─── Task input

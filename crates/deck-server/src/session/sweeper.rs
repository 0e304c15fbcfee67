//! Background expiry sweeper.
//!
//! Runs `sweep_expired` on a fixed interval so the store stays bounded even
//! when expired sessions are never read. A failed sweep is logged and
//! retried on the next tick; it never takes the process down and never
//! blocks request-serving paths.

use std::sync::Arc;
use std::sync::atomic::{AtomicU64, Ordering};
use std::time::Duration;

use serde::Serialize;
use tokio::sync::broadcast;
use tokio::time::interval;
use tracing::{debug, info, warn};

use super::manager::SharedSessionManager;

/// Statistics for the expiry sweeper.
#[derive(Debug, Default)]
pub struct SweeperStats {
    /// Completed sweep runs.
    runs: AtomicU64,
    /// Total sessions removed across all runs.
    removed: AtomicU64,
    /// Failed runs since the last success.
    consecutive_failures: AtomicU64,
}

/// Point-in-time snapshot of sweeper stats.
#[derive(Debug, Clone, Serialize)]
pub struct SweeperStatsSnapshot {
    /// Completed sweep runs.
    pub runs: u64,
    /// Total sessions removed across all runs.
    pub removed: u64,
    /// Failed runs since the last success.
    pub consecutive_failures: u64,
}

/// Periodic purge task for expired sessions.
pub struct ExpirySweeper {
    manager: SharedSessionManager,
    sweep_interval: Duration,
    stats: SweeperStats,
}

impl ExpirySweeper {
    /// Create a sweeper over the given manager.
    pub fn new(manager: SharedSessionManager, sweep_interval: Duration) -> Self {
        Self {
            manager,
            sweep_interval,
            stats: SweeperStats::default(),
        }
    }

    /// Get a snapshot of sweeper stats.
    pub fn stats(&self) -> SweeperStatsSnapshot {
        SweeperStatsSnapshot {
            runs: self.stats.runs.load(Ordering::Relaxed),
            removed: self.stats.removed.load(Ordering::Relaxed),
            consecutive_failures: self.stats.consecutive_failures.load(Ordering::Relaxed),
        }
    }

    /// Run the sweep loop until shutdown is signalled.
    pub async fn run(&self, mut shutdown: broadcast::Receiver<()>) {
        let mut ticker = interval(self.sweep_interval);

        info!(
            interval_secs = self.sweep_interval.as_secs(),
            "Expiry sweeper started"
        );

        loop {
            tokio::select! {
                _ = ticker.tick() => {
                    self.sweep_once().await;
                }
                _ = shutdown.recv() => {
                    info!("Expiry sweeper shutting down");
                    break;
                }
            }
        }
    }

    /// Run a single sweep, recording the outcome.
    async fn sweep_once(&self) {
        match self.manager.sweep_expired().await {
            Ok(removed) => {
                self.stats.runs.fetch_add(1, Ordering::Relaxed);
                self.stats.consecutive_failures.store(0, Ordering::Relaxed);
                if removed > 0 {
                    self.stats.removed.fetch_add(removed as u64, Ordering::Relaxed);
                    debug!(removed, "Expired sessions swept");
                }
            }
            Err(e) => {
                let failures = self
                    .stats
                    .consecutive_failures
                    .fetch_add(1, Ordering::Relaxed)
                    + 1;
                warn!(
                    error = %e,
                    consecutive_failures = failures,
                    "Session sweep failed, will retry next interval"
                );
            }
        }
    }
}

/// Spawn the sweeper as a background task.
///
/// Returns the shared sweeper (for stats) and the task handle.
pub fn spawn_sweeper(
    manager: SharedSessionManager,
    sweep_interval: Duration,
    shutdown: broadcast::Receiver<()>,
) -> (Arc<ExpirySweeper>, tokio::task::JoinHandle<()>) {
    let sweeper = Arc::new(ExpirySweeper::new(manager, sweep_interval));
    let sweeper_clone = Arc::clone(&sweeper);

    let handle = tokio::spawn(async move { sweeper_clone.run(shutdown).await });

    (sweeper, handle)
}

──────

Aim of the exercise -
Find each line of the data above that holds the word "derive", then copy it.

Answer space -
#[derive(Debug, Default)]
#[derive(Debug, Clone, Serialize)]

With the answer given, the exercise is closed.